Please return the lines of the data that contain "SlotReserved".
(Beginning of RECORDS FOR THIS TASK)
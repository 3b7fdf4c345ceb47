use std::collections::BTreeSet;

use serde::{Deserialize, Serialize};
use sig_types::{Modifier, Visibility};

use crate::error::{DeltaError, DeltaResult};

/// Configuration for the snapshot comparison.
#[derive(Clone, Debug, PartialEq, Eq, Serialize, Deserialize)]
#[serde(default)]
pub struct CompareConfig {
    /// Declarations less visible than this are ignored on both sides.
    pub min_visibility: Visibility,
    /// When `true`, annotations are not compared.
    pub ignore_annotations: bool,
    /// Modifiers that are implementation details rather than API contract.
    pub ignored_modifiers: BTreeSet<Modifier>,
    /// Package name prefixes excluded from the comparison. A prefix matches
    /// the package itself and its subpackages.
    pub ignored_packages: Vec<String>,
}

impl Default for CompareConfig {
    fn default() -> Self {
        Self {
            min_visibility: Visibility::Protected,
            ignore_annotations: false,
            ignored_modifiers: [Modifier::Synchronized, Modifier::Native, Modifier::Strictfp]
                .into_iter()
                .collect(),
            ignored_packages: Vec::new(),
        }
    }
}

impl CompareConfig {
    /// Compare every declaration and every modifier.
    pub fn strict() -> Self {
        Self {
            min_visibility: Visibility::Private,
            ignore_annotations: false,
            ignored_modifiers: BTreeSet::new(),
            ignored_packages: Vec::new(),
        }
    }

    /// Parse from TOML. Missing keys take their default values.
    pub fn from_toml_str(s: &str) -> DeltaResult<Self> {
        toml::from_str(s).map_err(|e| DeltaError::Config(e.to_string()))
    }

    pub fn to_toml_string(&self) -> DeltaResult<String> {
        toml::to_string(self).map_err(|e| DeltaError::Config(e.to_string()))
    }

    pub fn is_package_ignored(&self, package: &str) -> bool {
        self.ignored_packages.iter().any(|prefix| {
            package == prefix
                || package
                    .strip_prefix(prefix.as_str())
                    .is_some_and(|rest| rest.starts_with('.'))
        })
    }

    pub fn is_visible(&self, visibility: Visibility) -> bool {
        visibility >= self.min_visibility
    }
}
//! Aggregate deltas: one per declaration level.
//!
//! An aggregate owns the generic delta of its declaration plus the child
//! deltas describing what changed inside it. Added and removed declarations
//! carry no children; a changed declaration has at least one child.

use serde::{Deserialize, Serialize};
use sig_types::{ClassDecl, Constructor, Field, Method, Package, SnapshotDigest};

use crate::concept::SigDelta;
use crate::delta::{Delta, DeltaKind};

/// Shared surface of every aggregate delta.
pub trait ElementDelta {
    type Element;

    /// The key the element was matched by (name or erased signature).
    fn key(&self) -> &str;

    fn delta(&self) -> &Delta<Self::Element>;

    /// Attribute-level changes of this element.
    fn changes(&self) -> &[SigDelta];

    fn kind(&self) -> DeltaKind {
        self.delta().kind()
    }
}

#[derive(Clone, Debug, PartialEq, Eq, Serialize, Deserialize)]
pub struct FieldDelta {
    pub name: String,
    pub delta: Delta<Field>,
    #[serde(default, skip_serializing_if = "Vec::is_empty")]
    pub changes: Vec<SigDelta>,
}

#[derive(Clone, Debug, PartialEq, Eq, Serialize, Deserialize)]
pub struct MethodDelta {
    /// Erased signature, e.g. `get(int)`.
    pub signature: String,
    pub delta: Delta<Method>,
    #[serde(default, skip_serializing_if = "Vec::is_empty")]
    pub changes: Vec<SigDelta>,
}

#[derive(Clone, Debug, PartialEq, Eq, Serialize, Deserialize)]
pub struct ConstructorDelta {
    /// Erased parameter list, e.g. `(java.lang.String)`.
    pub signature: String,
    pub delta: Delta<Constructor>,
    #[serde(default, skip_serializing_if = "Vec::is_empty")]
    pub changes: Vec<SigDelta>,
}

#[derive(Clone, Debug, PartialEq, Eq, Serialize, Deserialize)]
pub struct ClassDelta {
    pub name: String,
    pub delta: Delta<ClassDecl>,
    #[serde(default, skip_serializing_if = "Vec::is_empty")]
    pub changes: Vec<SigDelta>,
    #[serde(default, skip_serializing_if = "Vec::is_empty")]
    pub field_deltas: Vec<FieldDelta>,
    #[serde(default, skip_serializing_if = "Vec::is_empty")]
    pub constructor_deltas: Vec<ConstructorDelta>,
    #[serde(default, skip_serializing_if = "Vec::is_empty")]
    pub method_deltas: Vec<MethodDelta>,
}

impl ClassDelta {
    /// Number of member-level deltas (fields, constructors, methods).
    pub fn member_count(&self) -> usize {
        self.field_deltas.len() + self.constructor_deltas.len() + self.method_deltas.len()
    }
}

#[derive(Clone, Debug, PartialEq, Eq, Serialize, Deserialize)]
pub struct PackageDelta {
    pub name: String,
    pub delta: Delta<Package>,
    #[serde(default, skip_serializing_if = "Vec::is_empty")]
    pub changes: Vec<SigDelta>,
    #[serde(default, skip_serializing_if = "Vec::is_empty")]
    pub class_deltas: Vec<ClassDelta>,
}

macro_rules! impl_element_delta {
    ($ty:ty, $element:ty, $key:ident) => {
        impl ElementDelta for $ty {
            type Element = $element;

            fn key(&self) -> &str {
                &self.$key
            }

            fn delta(&self) -> &Delta<$element> {
                &self.delta
            }

            fn changes(&self) -> &[SigDelta] {
                &self.changes
            }
        }
    };
}

impl_element_delta!(FieldDelta, Field, name);
impl_element_delta!(MethodDelta, Method, signature);
impl_element_delta!(ConstructorDelta, Constructor, signature);
impl_element_delta!(ClassDelta, ClassDecl, name);
impl_element_delta!(PackageDelta, Package, name);

/// The root of a delta tree: every difference between two snapshots.
#[derive(Clone, Debug, PartialEq, Eq, Serialize, Deserialize)]
pub struct ApiDelta {
    pub from_label: String,
    pub to_label: String,
    pub from_digest: SnapshotDigest,
    pub to_digest: SnapshotDigest,
    #[serde(default)]
    pub package_deltas: Vec<PackageDelta>,
}

impl ApiDelta {
    /// Returns `true` if the two snapshots have no API differences.
    pub fn is_empty(&self) -> bool {
        self.package_deltas.is_empty()
    }

    /// Number of package-level deltas.
    pub fn len(&self) -> usize {
        self.package_deltas.len()
    }

    pub fn package(&self, name: &str) -> Option<&PackageDelta> {
        self.package_deltas.iter().find(|p| p.name == name)
    }

    /// Look up a class delta by package and class name.
    pub fn class(&self, package: &str, name: &str) -> Option<&ClassDelta> {
        self.package(package)
            .and_then(|p| p.class_deltas.iter().find(|c| c.name == name))
    }

    /// Every leaf delta in the tree with the qualified path of the
    /// declaration it belongs to, in tree order.
    ///
    /// Paths look like `pkg`, `pkg.Class`, `pkg.Class#field`,
    /// `pkg.Class#method(int)` and `pkg.Class#<init>(int)`.
    pub fn leaf_deltas(&self) -> Vec<(String, &SigDelta)> {
        let mut out = Vec::new();
        for package in &self.package_deltas {
            push_all(&mut out, &package.name, &package.changes);
            for class in &package.class_deltas {
                let class_path = format!("{}.{}", package.name, class.name);
                push_all(&mut out, &class_path, &class.changes);
                for field in &class.field_deltas {
                    push_all(&mut out, &format!("{class_path}#{}", field.name), &field.changes);
                }
                for ctor in &class.constructor_deltas {
                    push_all(
                        &mut out,
                        &format!("{class_path}#<init>{}", ctor.signature),
                        &ctor.changes,
                    );
                }
                for method in &class.method_deltas {
                    push_all(
                        &mut out,
                        &format!("{class_path}#{}", method.signature),
                        &method.changes,
                    );
                }
            }
        }
        out
    }
}

fn push_all<'a>(out: &mut Vec<(String, &'a SigDelta)>, path: &str, changes: &'a [SigDelta]) {
    out.extend(changes.iter().map(|c| (path.to_string(), c)));
}
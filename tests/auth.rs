use axum::http::StatusCode;
use serde_json::Value;
use tourbook::schemas::auth::{LoginRequest, RegisterRequest};
use tourbook::schemas::profile::ProfileResponse;

mod common;

use common::{TEST_PASSWORD, TestEnv};

const ACCESS_TOKEN: &str = "tourbook_access_token";

fn register_request(username: &str) -> RegisterRequest {
	RegisterRequest {
		username: username.to_string(),
		password: "bobdebouwer1234!".to_string(),
		email:    format!("{username}@example.com"),
	}
}

#[tokio::test(flavor = "multi_thread")]
async fn register() {
	let env = TestEnv::new().await;

	let response =
		env.app.post("/auth/register").json(&register_request("bob")).await;

	assert_eq!(response.status_code(), StatusCode::CREATED);
	assert!(response.maybe_cookie(ACCESS_TOKEN).is_some());

	let body = response.json::<ProfileResponse>();

	assert_eq!(body.username, "bob");
	assert_eq!(body.email, "bob@example.com");
	assert!(!body.is_admin);

	let me = env.app.get("/profile/me").await;

	assert_eq!(me.status_code(), StatusCode::OK);
	assert_eq!(me.json::<ProfileResponse>().id, body.id);
}

#[tokio::test(flavor = "multi_thread")]
async fn register_invalid_username() {
	let env = TestEnv::new().await;

	for username in ["123", "abc.", "a"] {
		let response = env
			.app
			.post("/auth/register")
			.json(&register_request(username))
			.await;

		assert_eq!(response.status_code(), StatusCode::UNPROCESSABLE_ENTITY);
	}
}

#[tokio::test(flavor = "multi_thread")]
async fn register_short_password() {
	let env = TestEnv::new().await;

	let response = env
		.app
		.post("/auth/register")
		.json(&RegisterRequest {
			password: "short".to_string(),
			..register_request("bob")
		})
		.await;

	assert_eq!(response.status_code(), StatusCode::UNPROCESSABLE_ENTITY);
}

#[tokio::test(flavor = "multi_thread")]
async fn register_duplicate_username() {
	let env = TestEnv::new().await;

	let response = env
		.app
		.post("/auth/register")
		.json(&RegisterRequest {
			email: "someone-else@example.com".to_string(),
			..register_request("test")
		})
		.await;

	assert_eq!(response.status_code(), StatusCode::CONFLICT);
	assert_eq!(response.json::<Value>()["code"], 1);
}

#[tokio::test(flavor = "multi_thread")]
async fn login() {
	let env = TestEnv::new().await;

	let response = env
		.app
		.post("/auth/login")
		.json(&LoginRequest {
			username: "test".to_string(),
			password: TEST_PASSWORD.to_string(),
		})
		.await;

	assert_eq!(response.status_code(), StatusCode::NO_CONTENT);
	assert!(response.maybe_cookie(ACCESS_TOKEN).is_some());
}

#[tokio::test(flavor = "multi_thread")]
async fn login_wrong_password() {
	let env = TestEnv::new().await;

	let response = env
		.app
		.post("/auth/login")
		.json(&LoginRequest {
			username: "test".to_string(),
			password: "not-the-password".to_string(),
		})
		.await;

	assert_eq!(response.status_code(), StatusCode::FORBIDDEN);
	assert_eq!(response.json::<Value>()["code"], 7);
	assert!(response.maybe_cookie(ACCESS_TOKEN).is_none());
}

#[tokio::test(flavor = "multi_thread")]
async fn login_unknown_username() {
	let env = TestEnv::new().await;

	let response = env
		.app
		.post("/auth/login")
		.json(&LoginRequest {
			username: "nobody".to_string(),
			password: TEST_PASSWORD.to_string(),
		})
		.await;

	assert_eq!(response.status_code(), StatusCode::FORBIDDEN);
	assert_eq!(response.json::<Value>()["code"], 6);
}

#[tokio::test(flavor = "multi_thread")]
async fn current_profile_needs_session() {
	let env = TestEnv::new().await;

	let response = env.app.get("/profile/me").await;

	assert_eq!(response.status_code(), StatusCode::UNAUTHORIZED);
	assert_eq!(response.json::<Value>()["code"], 8);
}

#[tokio::test(flavor = "multi_thread")]
async fn logout_ends_session() {
	let env = TestEnv::new().await.login("test").await;

	let response = env.app.get("/profile/me").await;
	assert_eq!(response.status_code(), StatusCode::OK);
	assert_eq!(response.json::<ProfileResponse>().username, "test");

	let response = env.app.post("/auth/logout").await;
	assert_eq!(response.status_code(), StatusCode::NO_CONTENT);

	let response = env.app.get("/profile/me").await;
	assert_eq!(response.status_code(), StatusCode::UNAUTHORIZED);
}

#[tokio::test(flavor = "multi_thread")]
async fn seeded_admin_is_admin() {
	let env = TestEnv::new().await.login("admin").await;

	let response = env.app.get("/profile/me").await;

	assert_eq!(response.status_code(), StatusCode::OK);
	assert!(response.json::<ProfileResponse>().is_admin);
}

#[tokio::test(flavor = "multi_thread")]
async fn healthcheck() {
	let env = TestEnv::new().await;

	let response = env.app.get("/healthcheck").await;

	assert_eq!(response.status_code(), StatusCode::OK);
	assert_eq!(response.json::<Value>()["status"], "ok");
}
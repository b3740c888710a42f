use chrono::NaiveDateTime;
use db::BookingStatus;

use crate::{BookingView, InvalidState, effective_status, hold_lapsed};

/// Who asks for a status change
#[derive(Clone, Copy, Debug, PartialEq, Eq)]
pub enum Actor {
	/// Timers and sweeps, no user involved
	System,
	/// The profile that made the booking
	Owner,
	/// An administrator acting on someone's booking
	Admin,
}

/// A checked status change
///
/// Persistence code can only change `status` and `expires_at` by applying a
/// [`Transition`], and these can only be built by the rules in this crate.
#[derive(Clone, Copy, Debug, PartialEq, Eq)]
#[must_use]
pub struct Transition {
	from:       BookingStatus,
	to:         BookingStatus,
	expires_at: Option<NaiveDateTime>,
}

impl Transition {
	pub(crate) fn new(
		from: BookingStatus,
		to: BookingStatus,
		expires_at: Option<NaiveDateTime>,
	) -> Self {
		Self { from, to, expires_at }
	}

	/// The stored status this transition starts from
	pub fn from_status(&self) -> BookingStatus { self.from }

	pub fn to_status(&self) -> BookingStatus { self.to }

	/// The hold expiry to store alongside the new status
	pub fn expires_at(&self) -> Option<NaiveDateTime> { self.expires_at }
}

#[derive(Clone, Copy, Debug)]
enum Guard {
	Always,
	/// The hold of a reserved slot has lapsed
	HoldLapsed,
	/// The hold of a reserved slot is still running
	HoldRunning,
	/// Today is the day of the tour
	OnBookingDate,
	/// The day of the tour has started
	FromBookingDate,
	/// The day of the tour is over
	AfterBookingDate,
}

impl Guard {
	fn holds<B>(self, booking: &B, now: NaiveDateTime) -> bool
	where
		B: BookingView + ?Sized,
	{
		match self {
			Self::Always => true,
			Self::HoldLapsed => hold_lapsed(booking, now),
			Self::HoldRunning => !hold_lapsed(booking, now),
			Self::OnBookingDate => now.date() == booking.date(),
			Self::FromBookingDate => now.date() >= booking.date(),
			Self::AfterBookingDate => now.date() > booking.date(),
		}
	}
}

struct Edge {
	from:   BookingStatus,
	to:     BookingStatus,
	actors: &'static [Actor],
	guard:  Guard,
}

const fn edge(
	from: BookingStatus,
	to: BookingStatus,
	actors: &'static [Actor],
	guard: Guard,
) -> Edge {
	Edge { from, to, actors, guard }
}

const SYSTEM: &[Actor] = &[Actor::System];
const OWNER: &[Actor] = &[Actor::Owner];
const ADMIN: &[Actor] = &[Actor::Admin];
const OWNER_OR_ADMIN: &[Actor] = &[Actor::Owner, Actor::Admin];
const ADMIN_OR_SYSTEM: &[Actor] = &[Actor::Admin, Actor::System];

type S = BookingStatus;

#[rustfmt::skip]
const EDGES: &[Edge] = &[
	edge(S::SlotReserved, S::SlotExpired, SYSTEM, Guard::HoldLapsed),
	edge(S::SlotReserved, S::AwaitingPayment, OWNER, Guard::HoldRunning),
	edge(S::SlotReserved, S::Cancelled, OWNER_OR_ADMIN, Guard::HoldRunning),
	edge(S::AwaitingPayment, S::Cancelled, OWNER_OR_ADMIN, Guard::Always),
	edge(S::AwaitingPayment, S::Paid, ADMIN_OR_SYSTEM, Guard::Always),
	edge(S::AwaitingPayment, S::PaymentFailed, ADMIN_OR_SYSTEM, Guard::Always),
	edge(S::PaymentFailed, S::AwaitingPayment, OWNER, Guard::Always),
	edge(S::PaymentFailed, S::Cancelled, OWNER_OR_ADMIN, Guard::Always),
	edge(S::Paid, S::Confirmed, ADMIN_OR_SYSTEM, Guard::Always),
	edge(S::Paid, S::Cancelled, OWNER_OR_ADMIN, Guard::Always),
	edge(S::Paid, S::RefundPending, OWNER_OR_ADMIN, Guard::Always),
	edge(S::Confirmed, S::Cancelled, OWNER_OR_ADMIN, Guard::Always),
	edge(S::Confirmed, S::RefundPending, OWNER_OR_ADMIN, Guard::Always),
	edge(S::Confirmed, S::CheckedIn, ADMIN, Guard::OnBookingDate),
	edge(S::Confirmed, S::NoShow, ADMIN, Guard::FromBookingDate),
	edge(S::Confirmed, S::NoShow, SYSTEM, Guard::AfterBookingDate),
	edge(S::CheckedIn, S::Completed, ADMIN_OR_SYSTEM, Guard::Always),
	edge(S::RefundPending, S::Refunded, ADMIN, Guard::Always),
	edge(S::RefundPending, S::RefundFailed, ADMIN, Guard::Always),
];

/// Check whether `actor` may move `booking` to `requested` at `now`
///
/// A lapsed hold is treated as [`BookingStatus::SlotExpired`] for every
/// request except the expiry itself. Every status change clears the hold
/// expiry, only [`BookingStatus::SlotReserved`] bookings carry one.
///
/// # Errors
/// Fails if no edge of the lifecycle graph connects the current and the
/// requested status for this actor, or if the guard of that edge fails
pub fn transition<B: BookingView + ?Sized>(
	booking: &B,
	requested: BookingStatus,
	actor: Actor,
	now: NaiveDateTime,
) -> Result<Transition, InvalidState> {
	let stored = booking.status();
	let current = effective_status(booking, now);

	let from =
		if requested == BookingStatus::SlotExpired { stored } else { current };

	let permitted = EDGES.iter().any(|e| {
		e.from == from
			&& e.to == requested
			&& e.actors.contains(&actor)
			&& e.guard.holds(booking, now)
	});

	if !permitted {
		return Err(InvalidState { current, requested });
	}

	Ok(Transition::new(stored, requested, None))
}

/// Whether a booking in `status` can never change again
#[must_use]
pub fn is_terminal(status: BookingStatus) -> bool {
	!EDGES.iter().any(|e| e.from == status)
}
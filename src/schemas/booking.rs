use booking::Booking;
use chrono::{NaiveDate, NaiveDateTime};
use db::BookingStatus;
use lifecycle::SlotAvailability;
use primitive_booking::PrimitiveBooking;
use serde::{Deserialize, Serialize};
use serde_with::skip_serializing_none;
use uuid::Uuid;
use validator_derive::Validate;

use crate::schemas::profile::ProfileResponse;
use crate::schemas::ser_includes;

#[skip_serializing_none]
#[derive(Clone, Debug, Deserialize, Serialize)]
#[serde(rename_all = "camelCase")]
pub struct BookingResponse {
	pub id:         Uuid,
	pub profile_id: i32,
	pub date:       NaiveDate,
	pub time_slot:  String,
	pub group_size: i32,
	pub deposit:    i32,
	pub status:     BookingStatus,
	#[serialize_always]
	pub expires_at: Option<NaiveDateTime>,
	pub created_at: NaiveDateTime,
	pub updated_at: NaiveDateTime,
	#[serde(default, serialize_with = "ser_includes")]
	pub profile:    Option<Option<ProfileResponse>>,
}

impl From<PrimitiveBooking> for BookingResponse {
	fn from(booking: PrimitiveBooking) -> Self {
		Self {
			id:         booking.id,
			profile_id: booking.profile_id,
			date:       booking.date,
			time_slot:  booking.time_slot,
			group_size: booking.group_size,
			deposit:    booking.deposit,
			status:     booking.status,
			expires_at: booking.expires_at,
			created_at: booking.created_at,
			updated_at: booking.updated_at,
			profile:    None,
		}
	}
}

impl From<(bool, Booking)> for BookingResponse {
	/// Build a response from a joined [`Booking`], the flag tells whether
	/// the owning profile was requested
	fn from((include_profile, value): (bool, Booking)) -> Self {
		let mut response = Self::from(value.booking);

		if include_profile {
			response.profile = Some(value.profile.map(Into::into));
		}

		response
	}
}

#[derive(Clone, Debug, Deserialize, Serialize)]
#[serde(rename_all = "camelCase")]
pub struct AvailableSlotResponse {
	pub slot:                String,
	pub capacity:            u32,
	pub available:           u32,
	pub user_has_booking:    bool,
	pub user_booking_status: Option<BookingStatus>,
	pub selectable:          bool,
}

impl From<SlotAvailability> for AvailableSlotResponse {
	fn from(value: SlotAvailability) -> Self {
		Self {
			slot:                value.slot,
			capacity:            value.capacity,
			available:           value.available,
			user_has_booking:    value.user_has_booking,
			user_booking_status: value.user_booking_status,
			selectable:          value.selectable,
		}
	}
}

#[derive(Clone, Copy, Debug, Deserialize, Serialize)]
pub struct AvailabilityQuery {
	pub date: NaiveDate,
}

#[derive(Clone, Debug, Deserialize, Serialize, Validate)]
#[serde(rename_all = "camelCase")]
pub struct ReserveRequest {
	pub date:       NaiveDate,
	pub time_slot:  String,
	pub group_size: i32,
	#[validate(range(
		min = 0,
		message = "deposit can not be negative",
		code = "deposit-range"
	))]
	pub deposit:    Option<i32>,
}

#[derive(Clone, Copy, Debug, Deserialize, Serialize)]
pub struct ExtendRequest {
	pub minutes: i64,
}

#[derive(Clone, Debug, Deserialize, Serialize)]
pub struct UpdateStatusRequest {
	pub status: String,
}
(End of RECORDS FOR THIS TASK)
# RESPONSE AREA
	edge(S::SlotReserved, S::SlotExpired, SYSTEM, Guard::HoldLapsed),
	edge(S::SlotReserved, S::AwaitingPayment, OWNER, Guard::HoldRunning),
	edge(S::SlotReserved, S::Cancelled, OWNER_OR_ADMIN, Guard::HoldRunning),
/// expiry, only [`BookingStatus::SlotReserved`] bookings carry one.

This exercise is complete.